#### What you will do:
Please keep to the lines below from the one with "Color32::from_gray(30)" through the one with "let to_screen = |p: [f32;", and restate them word for word, ends included.
* * * * * * *
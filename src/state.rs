use eframe::egui::Vec2;

use crate::chart::DashboardCharts;
use crate::chart::builders::build_dashboard;
use crate::data::filter::FilterState;
use crate::data::model::CustomerDataset;

// ---------------------------------------------------------------------------
// Application state
// ---------------------------------------------------------------------------

/// The full UI state, independent of rendering.
pub struct AppState {
    /// Table loaded at startup. Read-only.
    pub dataset: CustomerDataset,

    /// Current age range and location selection.
    pub filters: FilterState,

    /// Number of customers passing the current filters.
    pub visible_count: usize,

    /// Charts for the current filters, rebuilt by [`AppState::refilter`].
    pub charts: DashboardCharts,

    /// Animated scatter player.
    pub playback: Playback,

    /// Orbit camera of the 3D scatter.
    pub camera: Camera,
}

impl AppState {
    /// Start with every customer visible.
    pub fn new(dataset: CustomerDataset) -> Self {
        let filters = FilterState::full(&dataset);
        let subset = filters.apply(&dataset);
        let visible_count = subset.len();
        let charts = build_dashboard(&subset);
        Self {
            dataset,
            filters,
            visible_count,
            charts,
            playback: Playback::default(),
            camera: Camera::default(),
        }
    }

    /// Recompute the subset and all four charts after a filter change.
    pub fn refilter(&mut self) {
        let subset = self.filters.apply(&self.dataset);
        self.visible_count = subset.len();
        self.charts = build_dashboard(&subset);
        self.playback.clamp(self.charts.products.frames.len());
        log::debug!(
            "ages {}-{}, {} locations: {} of {} customers",
            self.filters.age_min,
            self.filters.age_max,
            self.filters.locations.len(),
            self.visible_count,
            self.dataset.len()
        );
    }

    /// Set the age range, clamped to the observed bounds and kept ordered.
    pub fn set_age_range(&mut self, min: u32, max: u32) {
        let (lo, hi) = self.dataset.age_bounds;
        let min = min.clamp(lo, hi);
        let max = max.clamp(lo, hi);
        let (min, max) = if min <= max { (min, max) } else { (max, min) };
        if (min, max) == (self.filters.age_min, self.filters.age_max) {
            return;
        }
        self.filters.age_min = min;
        self.filters.age_max = max;
        self.refilter();
    }

    /// Toggle a single location in the selection.
    pub fn toggle_location(&mut self, location: &str) {
        if !self.filters.locations.remove(location) {
            self.filters.locations.insert(location.to_string());
        }
        self.refilter();
    }

    /// Select every location.
    pub fn select_all_locations(&mut self) {
        self.filters.locations = self.dataset.locations.iter().cloned().collect();
        self.refilter();
    }

    /// Deselect every location.
    pub fn select_no_locations(&mut self) {
        self.filters.locations.clear();
        self.refilter();
    }

    /// Back to the full age range and every location.
    pub fn reset_filters(&mut self) {
        self.filters = FilterState::full(&self.dataset);
        self.refilter();
    }
}

// ---------------------------------------------------------------------------
// Animation playback
// ---------------------------------------------------------------------------

/// Seconds each animation frame stays on screen.
pub const FRAME_DURATION: f64 = 0.5;

/// Frame cursor for the animated scatter. Loops while playing.
#[derive(Debug, Clone, Default)]
pub struct Playback {
    frame: usize,
    playing: bool,
    last_advance: Option<f64>,
}

impl Playback {
    pub fn frame(&self) -> usize {
        self.frame
    }

    pub fn is_playing(&self) -> bool {
        self.playing
    }

    pub fn play(&mut self) {
        self.playing = true;
        self.last_advance = None;
    }

    pub fn pause(&mut self) {
        self.playing = false;
        self.last_advance = None;
    }

    pub fn toggle(&mut self) {
        if self.playing {
            self.pause();
        } else {
            self.play();
        }
    }

    /// Jump to `frame` and stop playing.
    pub fn seek(&mut self, frame: usize) {
        self.frame = frame;
        self.pause();
    }

    /// Keep the cursor inside `0..frame_count`.
    pub fn clamp(&mut self, frame_count: usize) {
        if self.frame >= frame_count {
            self.frame = frame_count.saturating_sub(1);
        }
    }

    /// Advance when a full frame duration has elapsed since the last step.
    /// Returns `true` if the frame changed.
    pub fn tick(&mut self, now: f64, frame_count: usize) -> bool {
        if !self.playing || frame_count == 0 {
            return false;
        }
        let last = *self.last_advance.get_or_insert(now);
        if now - last < FRAME_DURATION {
            return false;
        }
        self.frame = (self.frame + 1) % frame_count;
        self.last_advance = Some(now);
        true
    }

    /// Seconds until the next step is due.
    pub fn remaining(&self, now: f64) -> f64 {
        match self.last_advance {
            Some(last) => (FRAME_DURATION - (now - last)).max(0.0),
            None => FRAME_DURATION,
        }
    }
}

// ---------------------------------------------------------------------------
// 3D orbit camera
// ---------------------------------------------------------------------------

const PITCH_LIMIT: f32 = 89.0_f32 * std::f32::consts::PI / 180.0;
const DEFAULT_YAW: f32 = -0.75;
const DEFAULT_PITCH: f32 = 0.45;
/// Radians per dragged point.
const ORBIT_SPEED: f32 = 0.01;

/// Orthographic orbit camera around the unit cube, z axis up.
#[derive(Debug, Clone, Copy, PartialEq)]
pub struct Camera {
    pub yaw: f32,
    pub pitch: f32,
}

impl Default for Camera {
    fn default() -> Self {
        Self {
            yaw: DEFAULT_YAW,
            pitch: DEFAULT_PITCH,
        }
    }
}

impl Camera {
    /// Rotate by a drag delta in screen points.
    pub fn orbit(&mut self, delta: Vec2) {
        self.yaw += delta.x * ORBIT_SPEED;
        self.pitch = (self.pitch + delta.y * ORBIT_SPEED).clamp(-PITCH_LIMIT, PITCH_LIMIT);
    }

    pub fn reset(&mut self) {
        *self = Self::default();
    }

    /// Project a point of the normalised cube to `(screen [x, y], depth)`.
    ///
    /// Screen y points up; larger depth is nearer the viewer.
    pub fn project(&self, p: [f32; 3]) -> ([f32; 2], f32) {
        let (sy, cy) = self.yaw.sin_cos();
        let (sp, cp) = self.pitch.sin_cos();
        let x = p[0] * cy - p[1] * sy;
        let y = p[0] * sy + p[1] * cy;
        let screen_y = p[2] * cp - y * sp;
        let depth = -(y * cp + p[2] * sp);
        ([x, screen_y], depth)
    }
}

#[cfg(test)]
mod tests {
    use super::*;
    use crate::data::model::CustomerRecord;
    use crate::data::model::tests::record;

    fn dataset() -> CustomerDataset {
        CustomerDataset::from_records(vec![
            record(25, "NY", 4.0),
            record(40, "NY", 2.0),
            record(30, "LA", 5.0),
        ])
        .unwrap()
    }

    #[test]
    fn starts_with_everything_visible() {
        let state = AppState::new(dataset());
        assert_eq!(state.visible_count, 3);
        assert_eq!(state.filters.age_min, 25);
        assert_eq!(state.filters.age_max, 40);
        assert_eq!(state.charts.location.categories, vec!["LA", "NY"]);
    }

    #[test]
    fn every_filter_change_rebuilds_all_charts() {
        let mut state = AppState::new(dataset());

        state.toggle_location("NY");
        assert_eq!(state.visible_count, 1);
        assert_eq!(state.charts.location.categories, vec!["LA"]);
        assert_eq!(state.charts.satisfaction.slices.len(), 1);
        assert_eq!(state.charts.products.frames.len(), 1);

        state.select_no_locations();
        assert_eq!(state.visible_count, 0);
        assert!(state.charts.location.is_empty());
        assert!(state.charts.age_satisfaction.is_empty());

        state.select_all_locations();
        assert_eq!(state.visible_count, 3);
    }

    #[test]
    fn age_range_is_clamped_and_ordered() {
        let mut state = AppState::new(dataset());

        state.set_age_range(35, 10);
        assert_eq!((state.filters.age_min, state.filters.age_max), (25, 35));
        assert_eq!(state.visible_count, 2);

        state.set_age_range(40, 40);
        assert_eq!(state.visible_count, 1);

        state.reset_filters();
        assert_eq!(state.filters, FilterState::full(&state.dataset));
        assert_eq!(state.visible_count, 3);
    }

    #[test]
    fn shrinking_frame_count_clamps_playback() {
        let mut state = AppState::new(dataset());
        assert_eq!(state.charts.products.frames.len(), 3);
        state.playback.seek(2);

        state.toggle_location("NY");
        assert_eq!(state.playback.frame(), 0);

        state.select_no_locations();
        assert_eq!(state.playback.frame(), 0);
    }

    #[test]
    fn source_table_is_never_mutated() {
        let original: Vec<CustomerRecord> = dataset().records;
        let mut state = AppState::new(dataset());
        state.set_age_range(30, 30);
        state.toggle_location("LA");
        assert_eq!(state.dataset.records, original);
    }

    #[test]
    fn playback_steps_once_per_frame_duration_and_loops() {
        let mut pb = Playback::default();
        assert!(!pb.tick(0.0, 3));

        pb.play();
        assert!(!pb.tick(10.0, 3));
        assert!(!pb.tick(10.2, 3));
        assert!(pb.tick(10.5, 3));
        assert_eq!(pb.frame(), 1);
        assert!(pb.tick(11.0, 3));
        assert!(pb.tick(11.5, 3));
        assert_eq!(pb.frame(), 0);
        assert!((pb.remaining(11.6) - 0.4).abs() < 1e-9);

        pb.toggle();
        assert!(!pb.is_playing());
        assert!(!pb.tick(20.0, 3));
    }

    #[test]
    fn playback_ignores_empty_animation() {
        let mut pb = Playback::default();
        pb.play();
        assert!(!pb.tick(1.0, 0));
        pb.clamp(0);
        assert_eq!(pb.frame(), 0);
    }

    #[test]
    fn camera_projects_axes_when_level() {
        let cam = Camera { yaw: 0.0, pitch: 0.0 };
        let (xy, _) = cam.project([1.0, 0.0, 0.0]);
        assert_eq!(xy, [1.0, 0.0]);
        let (xy, _) = cam.project([0.0, 0.0, 1.0]);
        assert_eq!(xy, [0.0, 1.0]);
        let (_, near) = cam.project([0.0, -1.0, 0.0]);
        let (_, far) = cam.project([0.0, 1.0, 0.0]);
        assert!(near > far);
    }

    #[test]
    fn camera_pitch_is_limited() {
        let mut cam = Camera::default();
        cam.orbit(Vec2::new(0.0, 10_000.0));
        assert_eq!(cam.pitch, PITCH_LIMIT);
        cam.orbit(Vec2::new(100.0, 0.0));
        assert!((cam.yaw - (DEFAULT_YAW + 1.0)).abs() < 1e-6);
        cam.reset();
        assert_eq!(cam, Camera::default());
    }
}
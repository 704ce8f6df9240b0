use std::time::Duration;

use eframe::egui;

use crate::data::model::CustomerDataset;
use crate::state::AppState;
use crate::ui::panels;

// ---------------------------------------------------------------------------
// eframe App implementation
// ---------------------------------------------------------------------------

pub struct DashboardApp {
    pub state: AppState,
}

impl DashboardApp {
    pub fn new(cc: &eframe::CreationContext<'_>, dataset: CustomerDataset) -> Self {
        // Charts use a white template.
        cc.egui_ctx.set_visuals(egui::Visuals::light());
        Self {
            state: AppState::new(dataset),
        }
    }
}

impl eframe::App for DashboardApp {
    fn update(&mut self, ctx: &egui::Context, _frame: &mut eframe::Frame) {
        // ---- Animation clock ----
        let now = ctx.input(|i| i.time);
        let frame_count = self.state.charts.products.frames.len();
        self.state.playback.tick(now, frame_count);
        if self.state.playback.is_playing() {
            ctx.request_repaint_after(Duration::from_secs_f64(self.state.playback.remaining(now)));
        }

        // ---- Top panel: heading ----
        egui::TopBottomPanel::top("top_bar").show(ctx, |ui| {
            panels::top_bar(ui, &self.state);
        });

        // ---- Left side panel: filters ----
        egui::SidePanel::left("filter_panel")
            .default_width(240.0)
            .resizable(true)
            .show(ctx, |ui| {
                panels::side_panel(ui, &mut self.state);
            });

        // ---- Central panel: charts ----
        egui::CentralPanel::default().show(ctx, |ui| {
            panels::chart_grid(ui, &mut self.state);
        });
    }
}
mod app;
mod chart;
mod color;
mod data;
mod state;
mod ui;

use std::path::PathBuf;

use anyhow::anyhow;
use app::DashboardApp;
use clap::Parser;
use eframe::egui;

/// Interactive customer experience dashboard.
#[derive(Debug, Parser)]
#[command(version, about)]
struct Args {
    /// Customer table to load (.csv, .json or .parquet).
    #[arg(
        short,
        long,
        env = "CX_DASHBOARD_DATA",
        default_value = "customer_experience_data.csv"
    )]
    data: PathBuf,

    /// Initial window width in points.
    #[arg(long, default_value_t = 1400.0)]
    width: f32,

    /// Initial window height in points.
    #[arg(long, default_value_t = 900.0)]
    height: f32,
}

fn main() -> anyhow::Result<()> {
    env_logger::init();
    let args = Args::parse();

    let dataset = match data::loader::load_file(&args.data) {
        Ok(ds) => ds,
        Err(e) => {
            log::error!("Failed to load dataset: {e:#}");
            return Err(e);
        }
    };

    let options = eframe::NativeOptions {
        viewport: egui::ViewportBuilder::default()
            .with_inner_size([args.width, args.height])
            .with_min_inner_size([800.0, 600.0]),
        ..Default::default()
    };

    eframe::run_native(
        "Customer Experience Dashboard",
        options,
        Box::new(|cc| Ok(Box::new(DashboardApp::new(cc, dataset)))),
    )
    .map_err(|e| anyhow!("running dashboard: {e}"))
}
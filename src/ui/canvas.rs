use std::f32::consts::{FRAC_PI_2, TAU};

use eframe::egui::{
    Align2, Color32, FontId, Painter, Pos2, Rect, Sense, Shape, Stroke, Ui, pos2, vec2,
};

use crate::chart::{MarkerSymbol, PieChart, Scatter3dChart};
use crate::state::Camera;
use crate::ui::panels::{chart_title, empty_chart};

const GRID_COLOR: Color32 = Color32::from_gray(220);
const AXIS_TEXT: Color32 = Color32::from_gray(90);
const LEGEND_WIDTH: f32 = 110.0;

// ---------------------------------------------------------------------------
// Donut chart
// ---------------------------------------------------------------------------

/// Angle step used to approximate arcs.
const ARC_STEP: f32 = 0.05;

/// Draw the satisfaction donut with slice labels and a legend.
pub fn pie_chart(ui: &mut Ui, chart: &PieChart) {
    chart_title(ui, chart.title);
    if chart.is_empty() {
        empty_chart(ui);
        return;
    }

    let (rect, response) = ui.allocate_exact_size(ui.available_size(), Sense::hover());
    let painter = ui.painter_at(rect);

    let pie_rect = Rect::from_min_max(rect.min, pos2(rect.max.x - LEGEND_WIDTH, rect.max.y));
    let center = pie_rect.center();
    let outer = 0.45 * pie_rect.width().min(pie_rect.height());
    let inner = outer * chart.hole;

    // Slices run clockwise from twelve o'clock.
    let mut start = -FRAC_PI_2;
    let mut spans = Vec::with_capacity(chart.slices.len());
    for slice in &chart.slices {
        let sweep = slice.fraction as f32 * TAU;
        annulus_sector(&painter, center, inner, outer, start, start + sweep, slice.color);
        spans.push((start, start + sweep));

        if slice.fraction > 0.04 {
            let mid = start + sweep / 2.0;
            let r = (inner + outer) / 2.0;
            painter.text(
                center + vec2(mid.cos(), mid.sin()) * r,
                Align2::CENTER_CENTER,
                format!("{}\n{:.1}%", slice.label, slice.fraction * 100.0),
                FontId::proportional(11.0),
                contrast_text(slice.color),
            );
        }
        start += sweep;
    }

    // Slice separators
    for (a, _) in &spans {
        let dir = vec2(a.cos(), a.sin());
        painter.line_segment(
            [center + dir * inner, center + dir * outer],
            Stroke::new(1.0, Color32::WHITE),
        );
    }

    legend(
        &painter,
        pos2(pie_rect.max.x + 8.0, rect.min.y + 8.0),
        chart.slices.iter().map(|s| (s.label.as_str(), s.color, MarkerSymbol::Square)),
    );

    if let Some(pos) = response.hover_pos() {
        let offset = pos - center;
        let dist = offset.length();
        if dist >= inner && dist <= outer {
            let angle = (offset.y.atan2(offset.x) + FRAC_PI_2).rem_euclid(TAU) - FRAC_PI_2;
            if let Some(i) = spans.iter().position(|(a, b)| angle >= *a && angle < *b) {
                let slice = &chart.slices[i];
                response.on_hover_text_at_pointer(format!(
                    "Satisfaction_Score={}\nvalue={}\n{:.1}%",
                    slice.label,
                    slice.value,
                    slice.fraction * 100.0
                ));
            }
        }
    }
}

/// Fill the ring sector between `a0` and `a1` with convex quads.
fn annulus_sector(
    painter: &Painter,
    center: Pos2,
    inner: f32,
    outer: f32,
    a0: f32,
    a1: f32,
    color: Color32,
) {
    let steps = ((a1 - a0) / ARC_STEP).ceil().max(1.0) as usize;
    let step = (a1 - a0) / steps as f32;
    for i in 0..steps {
        let s = a0 + step * i as f32;
        let e = s + step;
        let (ds, de) = (vec2(s.cos(), s.sin()), vec2(e.cos(), e.sin()));
        painter.add(Shape::convex_polygon(
            vec![center + ds * outer, center + de * outer, center + de * inner, center + ds * inner],
            color,
            Stroke::new(0.5, color),
        ));
    }
}

fn contrast_text(background: Color32) -> Color32 {
    let luma = 0.299 * background.r() as f32
        + 0.587 * background.g() as f32
        + 0.114 * background.b() as f32;
    if luma > 150.0 {
        Color32::from_gray(30)
    } else {
        Color32::WHITE
    }
}

// ---------------------------------------------------------------------------
// 3D scatter
// ---------------------------------------------------------------------------

/// Cube corners `(x, y, z)` in normalised space.
const CUBE_EDGES: [([f32; 3], [f32; 3]); 12] = [
    ([-1.0, -1.0, -1.0], [1.0, -1.0, -1.0]),
    ([-1.0, 1.0, -1.0], [1.0, 1.0, -1.0]),
    ([-1.0, -1.0, 1.0], [1.0, -1.0, 1.0]),
    ([-1.0, 1.0, 1.0], [1.0, 1.0, 1.0]),
    ([-1.0, -1.0, -1.0], [-1.0, 1.0, -1.0]),
    ([1.0, -1.0, -1.0], [1.0, 1.0, -1.0]),
    ([-1.0, -1.0, 1.0], [-1.0, 1.0, 1.0]),
    ([1.0, -1.0, 1.0], [1.0, 1.0, 1.0]),
    ([-1.0, -1.0, -1.0], [-1.0, -1.0, 1.0]),
    ([1.0, -1.0, -1.0], [1.0, -1.0, 1.0]),
    ([-1.0, 1.0, -1.0], [-1.0, 1.0, 1.0]),
    ([1.0, 1.0, -1.0], [1.0, 1.0, 1.0]),
];

/// Map `v` from `[min, max]` into `[-1, 1]`; a flat axis maps to 0.
fn normalise(v: f64, [min, max]: [f64; 2]) -> f32 {
    if (max - min).abs() < f64::EPSILON {
        0.0
    } else {
        (2.0 * (v - min) / (max - min) - 1.0) as f32
    }
}

/// Draw the 3D scatter; drag orbits the camera, double-click resets it.
pub fn scatter_3d(ui: &mut Ui, chart: &Scatter3dChart, camera: &mut Camera) {
    chart_title(ui, chart.title);
    let Some(bounds) = chart.bounds() else {
        empty_chart(ui);
        return;
    };

    let (rect, response) = ui.allocate_exact_size(ui.available_size(), Sense::click_and_drag());
    if response.dragged() {
        camera.orbit(response.drag_delta());
    }
    if response.double_clicked() {
        camera.reset();
    }

    let painter = ui.painter_at(rect);
    let plot_rect = Rect::from_min_max(rect.min, pos2(rect.max.x - LEGEND_WIDTH, rect.max.y));
    let center = plot_rect.center();
    let scale = 0.32 * plot_rect.width().min(plot_rect.height());
    let to_screen = |p: [f32; 3]| -> (Pos2, f32) {
        let ([x, y], depth) = camera.project(p);
        (center + vec2(x, -y) * scale, depth)
    };

    for (a, b) in CUBE_EDGES {
        painter.line_segment([to_screen(a).0, to_screen(b).0], Stroke::new(1.0, GRID_COLOR));
    }

    // Axis titles and extremes along the edges leaving the (-1, -1, -1) corner.
    for (axis, title) in chart.axis_titles.iter().enumerate() {
        let mut end = [-1.0_f32; 3];
        end[axis] = 1.0;
        let (start_pos, _) = to_screen([-1.0, -1.0, -1.0]);
        let (end_pos, _) = to_screen(end);
        let font = FontId::proportional(10.0);
        painter.text(
            end_pos + (end_pos - start_pos).normalized() * 14.0,
            Align2::CENTER_CENTER,
            title,
            font.clone(),
            AXIS_TEXT,
        );
        painter.text(
            end_pos,
            Align2::LEFT_TOP,
            format_tick(bounds[axis][1]),
            font.clone(),
            AXIS_TEXT,
        );
        if axis == 0 {
            painter.text(start_pos, Align2::RIGHT_TOP, format_tick(bounds[axis][0]), font, AXIS_TEXT);
        }
    }

    // Back-to-front so nearer markers overlap farther ones.
    let mut markers: Vec<(Pos2, f32, usize, [f64; 3])> = chart
        .traces
        .iter()
        .enumerate()
        .flat_map(|(ti, trace)| trace.points.iter().map(move |p| (ti, *p)))
        .map(|(ti, p)| {
            let n = [
                normalise(p[0], bounds[0]),
                normalise(p[1], bounds[1]),
                normalise(p[2], bounds[2]),
            ];
            let (pos, depth) = to_screen(n);
            (pos, depth, ti, p)
        })
        .collect();
    markers.sort_by(|a, b| a.1.total_cmp(&b.1));

    let style = chart.marker;
    let outline = Stroke::new(style.line_width, style.line_color);
    for (pos, _, ti, _) in &markers {
        let trace = &chart.traces[*ti];
        let fill = trace.color.gamma_multiply(style.opacity);
        draw_marker(&painter, *pos, style.size, trace.symbol, fill, outline);
    }

    legend(
        &painter,
        pos2(plot_rect.max.x + 8.0, rect.min.y + 8.0),
        chart.traces.iter().map(|t| (t.name.as_str(), t.color, t.symbol)),
    );

    if let Some(pointer) = response.hover_pos() {
        let hit = markers
            .iter()
            .rev()
            .find(|(pos, ..)| pos.distance(pointer) <= style.size.max(6.0));
        if let Some((_, _, ti, p)) = hit {
            let [x, y, z] = chart.axis_titles;
            response.on_hover_text_at_pointer(format!(
                "{}\n{x}={}\n{y}={}\n{z}={}",
                chart.traces[*ti].name,
                p[0],
                p[1],
                p[2]
            ));
        }
    }
}

fn format_tick(v: f64) -> String {
    if v.fract() == 0.0 {
        format!("{v:.0}")
    } else {
        format!("{v:.1}")
    }
}

// ---------------------------------------------------------------------------
// Shared drawing helpers
// ---------------------------------------------------------------------------

fn draw_marker(
    painter: &Painter,
    pos: Pos2,
    diameter: f32,
    symbol: MarkerSymbol,
    fill: Color32,
    outline: Stroke,
) {
    let r = diameter / 2.0;
    match symbol {
        MarkerSymbol::Circle => {
            painter.circle(pos, r, fill, outline);
        }
        MarkerSymbol::Diamond => {
            painter.add(Shape::convex_polygon(
                vec![
                    pos + vec2(0.0, -r * 1.3),
                    pos + vec2(r * 1.3, 0.0),
                    pos + vec2(0.0, r * 1.3),
                    pos + vec2(-r * 1.3, 0.0),
                ],
                fill,
                outline,
            ));
        }
        MarkerSymbol::Square => {
            painter.add(Shape::convex_polygon(
                vec![
                    pos + vec2(-r, -r),
                    pos + vec2(r, -r),
                    pos + vec2(r, r),
                    pos + vec2(-r, r),
                ],
                fill,
                outline,
            ));
        }
        MarkerSymbol::Cross => {
            let stroke = Stroke::new(r * 0.8, fill);
            painter.line_segment([pos + vec2(-r, 0.0), pos + vec2(r, 0.0)], stroke);
            painter.line_segment([pos + vec2(0.0, -r), pos + vec2(0.0, r)], stroke);
        }
        MarkerSymbol::X => {
            let stroke = Stroke::new(r * 0.8, fill);
            painter.line_segment([pos + vec2(-r, -r), pos + vec2(r, r)], stroke);
            painter.line_segment([pos + vec2(-r, r), pos + vec2(r, -r)], stroke);
        }
    }
}

/// Vertical legend of `(label, colour, symbol)` entries starting at `top_left`.
fn legend<'a>(
    painter: &Painter,
    top_left: Pos2,
    entries: impl Iterator<Item = (&'a str, Color32, MarkerSymbol)>,
) {
    let row_height = 16.0;
    for (i, (label, color, symbol)) in entries.enumerate() {
        let y = top_left.y + i as f32 * row_height;
        draw_marker(painter, pos2(top_left.x + 5.0, y + 6.0), 9.0, symbol, color, Stroke::NONE);
        painter.text(
            pos2(top_left.x + 14.0, y),
            Align2::LEFT_TOP,
            label,
            FontId::proportional(11.0),
            Color32::from_gray(40),
        );
    }
}
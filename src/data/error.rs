use thiserror::Error;

/// Validation failures raised while turning a flat file into a
/// [`CustomerDataset`](super::model::CustomerDataset).
#[derive(Debug, Error)]
pub enum DataError {
    #[error("missing required column '{0}'")]
    MissingColumn(String),

    #[error("record {row}: invalid value in column '{column}': {message}")]
    InvalidValue {
        row: usize,
        column: String,
        message: String,
    },

    #[error("unknown retention status '{0}' (expected 'Retained' or 'Churned')")]
    UnknownRetentionStatus(String),

    #[error("dataset contains no records")]
    Empty,
}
* * * * * * *
#### Result below:
        Color32::from_gray(30)
    } else {
        Color32::WHITE
    }
}

// ---------------------------------------------------------------------------
// 3D scatter
// ---------------------------------------------------------------------------

/// Cube corners `(x, y, z)` in normalised space.
const CUBE_EDGES: [([f32; 3], [f32; 3]); 12] = [
    ([-1.0, -1.0, -1.0], [1.0, -1.0, -1.0]),
    ([-1.0, 1.0, -1.0], [1.0, 1.0, -1.0]),
    ([-1.0, -1.0, 1.0], [1.0, -1.0, 1.0]),
    ([-1.0, 1.0, 1.0], [1.0, 1.0, 1.0]),
    ([-1.0, -1.0, -1.0], [-1.0, 1.0, -1.0]),
    ([1.0, -1.0, -1.0], [1.0, 1.0, -1.0]),
    ([-1.0, -1.0, 1.0], [-1.0, 1.0, 1.0]),
    ([1.0, -1.0, 1.0], [1.0, 1.0, 1.0]),
    ([-1.0, -1.0, -1.0], [-1.0, -1.0, 1.0]),
    ([1.0, -1.0, -1.0], [1.0, -1.0, 1.0]),
    ([-1.0, 1.0, -1.0], [-1.0, 1.0, 1.0]),
    ([1.0, 1.0, -1.0], [1.0, 1.0, 1.0]),
];

/// Map `v` from `[min, max]` into `[-1, 1]`; a flat axis maps to 0.
fn normalise(v: f64, [min, max]: [f64; 2]) -> f32 {
    if (max - min).abs() < f64::EPSILON {
        0.0
    } else {
        (2.0 * (v - min) / (max - min) - 1.0) as f32
    }
}

/// Draw the 3D scatter; drag orbits the camera, double-click resets it.
pub fn scatter_3d(ui: &mut Ui, chart: &Scatter3dChart, camera: &mut Camera) {
    chart_title(ui, chart.title);
    let Some(bounds) = chart.bounds() else {
        empty_chart(ui);
        return;
    };

    let (rect, response) = ui.allocate_exact_size(ui.available_size(), Sense::click_and_drag());
    if response.dragged() {
        camera.orbit(response.drag_delta());
    }
    if response.double_clicked() {
        camera.reset();
    }

    let painter = ui.painter_at(rect);
    let plot_rect = Rect::from_min_max(rect.min, pos2(rect.max.x - LEGEND_WIDTH, rect.max.y));
    let center = plot_rect.center();
    let scale = 0.32 * plot_rect.width().min(plot_rect.height());
    let to_screen = |p: [f32; 3]| -> (Pos2, f32) {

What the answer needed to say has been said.